Friday, November 12, 2010

Power Surges by Elisabeth Gumnior

Martha note: It's Civic Soapbox Friday . . .

illustration by Evette Gabriel

The bumper sticker is wrong. They’re definitely not power surges, even though I remember chuckling about the joke when I saw it the first time; but that was before I had real hot flashes. On a good day they are “my moment in the tropics,” or “my personal sauna heater kicking in.” On a bad day they are “fire flashes,” or “hell fevers.” At best they make me feel a bit be-dewed; at worst they suck the life right out of me. I have just lost an entire summer to these alleged power surges. I am a university professor; we are supposed to use our summers to do productive things like write articles and books. I have not even had the “power” to check my e-mails.

Much of my energy— since this most recent occurrence of hormonal imbalance started in mid-May—has gone into obsessing over my body temperature. When I am not experiencing hot flashes that either take my breath away or wrap my entire body in a sheet of sweat, I am experiencing severe chills. So ironically, I am actually cold most of the time. Every 20 to 40 minutes though, the temperature of my skin rises about 6 degrees Celsius (about 10 degrees Fahrenheit) in a matter of 5 to 15 seconds. In those moments, I seriously want to hurt the person who came up with that oh-so-witty bumper sticker. They most certainly are NOT power surges.

What I find really disconcerting about the line, “they are not hot flashes; they are power surges,” is the implicit “just grin and bear it” message that it communicates to women, and the “let’s make our women feel good about themselves, wink, wink” message that it conveys to men. Millions of women who, like me, experience this part of menopause as a truly debilitating condition, don't need patronizing slogans like that. But, unlike me, many women do not talk about the issue publicly (especially in mixed company) because it is still considered somewhat unseemly to do so. True, women are no longer locked away in asylums when they have gone quietly insane from the strains of menopause. But even the various outlets where women can share experiences and advice with each other keep the talk nicely contained and largely private.

However, all my manners and rhetorical savvy have gone out the window this summer, and anyone who has even casually asked me how I was doing has gotten the entire saga. Being vocal in this way has helped me maintain at least some of my equilibrium. And it has given me a mission: to generate real “em-power-ing” surges by drawing both women and men into open conversations about what women might experience during their 40s, 50s, and into their 60s.

At the suggestion of a friend I have started carrying collapsible fans with me. Not only do they make me feel more comfortable when the heat hits, they are also wonderful conversation starters. So, if you see me with my fan at the grocery store, Kline’s ice cream parlor, or the mall, let’s talk. Maybe I have an insight to share; maybe you have some advice for me. Maybe we can laugh together, or cry. Definitely, we can connect and have ourselves a power surge.
--Elisabeth Gumnior teaches Writing and Rhetoric at JMU

1 comment:

  1. Elisabeth, you have my sympathy. I, too, have had hot flashes that have been anywhere from mild to debilitating. The worst ones are those that wake me up in the middle of the night. Sadly, I have had them since I was in my early 40s and I'm now 58. My body reacts with hot flashes as a general communication tool. Hormones out of whack? HF. Have to use the bathroom? HF. Eat too much? HF. Need more food? HF.

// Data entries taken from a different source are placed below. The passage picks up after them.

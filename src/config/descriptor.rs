/// Policy descriptor: the single declaration of what a submission may do.
///
/// The static validator reads `forbidden_identifiers` and `max_source_bytes`;
/// the runtime builds its operation table from `allowed_operations` and the
/// governor enforces the remaining ceilings. Nothing else decides.
use crate::config::types::ResourceLimits;
use serde::{Deserialize, Serialize};
use std::collections::BTreeSet;
use std::time::Duration;

/// Operations a fresh policy exposes
pub const DEFAULT_ALLOWED_OPERATIONS: &[&str] = &["print", "range", "len", "min", "max", "sum"];

/// Words rejected wherever they appear as code: syntax forms with no place in a
/// lesson snippet, evaluation and reflection builtins, and host module names.
pub const DEFAULT_FORBIDDEN_IDENTIFIERS: &[&str] = &[
    // syntax forms
    "import",
    "from",
    "lambda",
    "class",
    "global",
    "nonlocal",
    "with",
    "try",
    "except",
    "finally",
    "raise",
    "yield",
    "async",
    "await",
    "del",
    // evaluation and reflection
    "eval",
    "exec",
    "compile",
    "open",
    "input",
    "globals",
    "locals",
    "vars",
    "dir",
    "getattr",
    "setattr",
    "delattr",
    "hasattr",
    "type",
    "object",
    "super",
    "breakpoint",
    "help",
    "memoryview",
    "exit",
    "quit",
    // host modules
    "os",
    "sys",
    "io",
    "subprocess",
    "socket",
    "shutil",
    "requests",
    "pathlib",
    "builtins",
    "importlib",
    "ctypes",
    "pickle",
    "marshal",
    "signal",
    "threading",
    "multiprocessing",
    "urllib",
    "http",
];

pub const DEFAULT_MAX_SOURCE_BYTES: usize = 10 * 1024;
pub const DEFAULT_MAX_OUTPUT_BYTES: usize = 64 * 1024;
pub const DEFAULT_MAX_WALL_CLOCK_MILLIS: u64 = 2_000;
pub const DEFAULT_MAX_MEMORY_BYTES: u64 = 32 * 1024 * 1024;

/// Immutable, process-wide execution policy
#[derive(Clone, Debug, PartialEq, Eq, Serialize, Deserialize)]
#[serde(default)]
pub struct PolicyDescriptor {
    /// Operation names installed into every run
    pub allowed_operations: BTreeSet<String>,
    /// Identifier and keyword tokens that block a submission outright
    pub forbidden_identifiers: BTreeSet<String>,
    pub max_source_bytes: usize,
    pub max_output_bytes: usize,
    pub max_wall_clock_millis: u64,
    pub max_memory_bytes: u64,
}

impl Default for PolicyDescriptor {
    fn default() -> Self {
        Self {
            allowed_operations: DEFAULT_ALLOWED_OPERATIONS
                .iter()
                .map(|s| s.to_string())
                .collect(),
            forbidden_identifiers: DEFAULT_FORBIDDEN_IDENTIFIERS
                .iter()
                .map(|s| s.to_string())
                .collect(),
            max_source_bytes: DEFAULT_MAX_SOURCE_BYTES,
            max_output_bytes: DEFAULT_MAX_OUTPUT_BYTES,
            max_wall_clock_millis: DEFAULT_MAX_WALL_CLOCK_MILLIS,
            max_memory_bytes: DEFAULT_MAX_MEMORY_BYTES,
        }
    }
}

impl PolicyDescriptor {
    pub fn allows(&self, operation: &str) -> bool {
        self.allowed_operations.contains(operation)
    }

    pub fn forbids(&self, word: &str) -> bool {
        self.forbidden_identifiers.contains(word)
    }

    pub fn wall_clock(&self) -> Duration {
        Duration::from_millis(self.max_wall_clock_millis)
    }

    /// Ceilings the governor enforces for one run under this policy
    pub fn limits(&self) -> ResourceLimits {
        ResourceLimits {
            wall_clock: self.wall_clock(),
            memory_bytes: self.max_memory_bytes,
            output_bytes: self.max_output_bytes,
        }
    }

    /// Builder-style helper used by presets and tests
    pub fn with_operations<I, S>(mut self, operations: I) -> Self
    where
        I: IntoIterator<Item = S>,
        S: Into<String>,
    {
        self.allowed_operations = operations.into_iter().map(Into::into).collect();
        self
    }
}

#[cfg(test)]
mod tests {
    use super::*;

    #[test]
    fn test_default_policy() {
        let policy = PolicyDescriptor::default();
        for op in ["print", "range", "len", "min", "max", "sum"] {
            assert!(policy.allows(op), "{op} should be allowed");
        }
        assert!(!policy.allows("sorted"));
        assert!(policy.forbids("import"));
        assert!(policy.forbids("eval"));
        assert!(!policy.forbids("print"));
        assert_eq!(policy.max_source_bytes, 10 * 1024);
    }

    #[test]
    fn test_defaults_do_not_overlap() {
        let policy = PolicyDescriptor::default();
        assert!(policy
            .allowed_operations
            .is_disjoint(&policy.forbidden_identifiers));
    }

    #[test]
    fn test_partial_json_falls_back_to_defaults() {
        let policy: PolicyDescriptor =
            serde_json::from_str(r#"{"max_wall_clock_millis": 500}"#).unwrap();
        assert_eq!(policy.wall_clock(), Duration::from_millis(500));
        assert_eq!(policy.max_output_bytes, DEFAULT_MAX_OUTPUT_BYTES);
        assert!(policy.allows("print"));
    }

    #[test]
    fn test_limits_mirror_policy() {
        let policy = PolicyDescriptor {
            max_memory_bytes: 1024,
            ..Default::default()
        };
        let limits = policy.limits();
        assert_eq!(limits.memory_bytes, 1024);
        assert_eq!(limits.output_bytes, DEFAULT_MAX_OUTPUT_BYTES);
    }
}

    Over the years, I tried everything people recommended: eliminate caffeine, eat more soy, take black cohosh, get more exercise, eat only organic food, etc. My best result came from being on Estratest, but due to developing a heart problem, I had to eliminate that option. It was terrific, though. My HFs, which were severe at the time, were gone in 2 or 3 days.

    I later found that my night sweats are related to food (my blood sugar gets low) and I am now managing that much better and they are dissipating. So my suggestion to you is to have a thorough annual exam to confirm that the problem is what you think it is. Your HFs might be caused by something else. Also, if you are able to take hormones for a short period, that would probably help.

    I wish I could take hormones again! Loss of libido is the worst side effect, and no one EVER talks about that.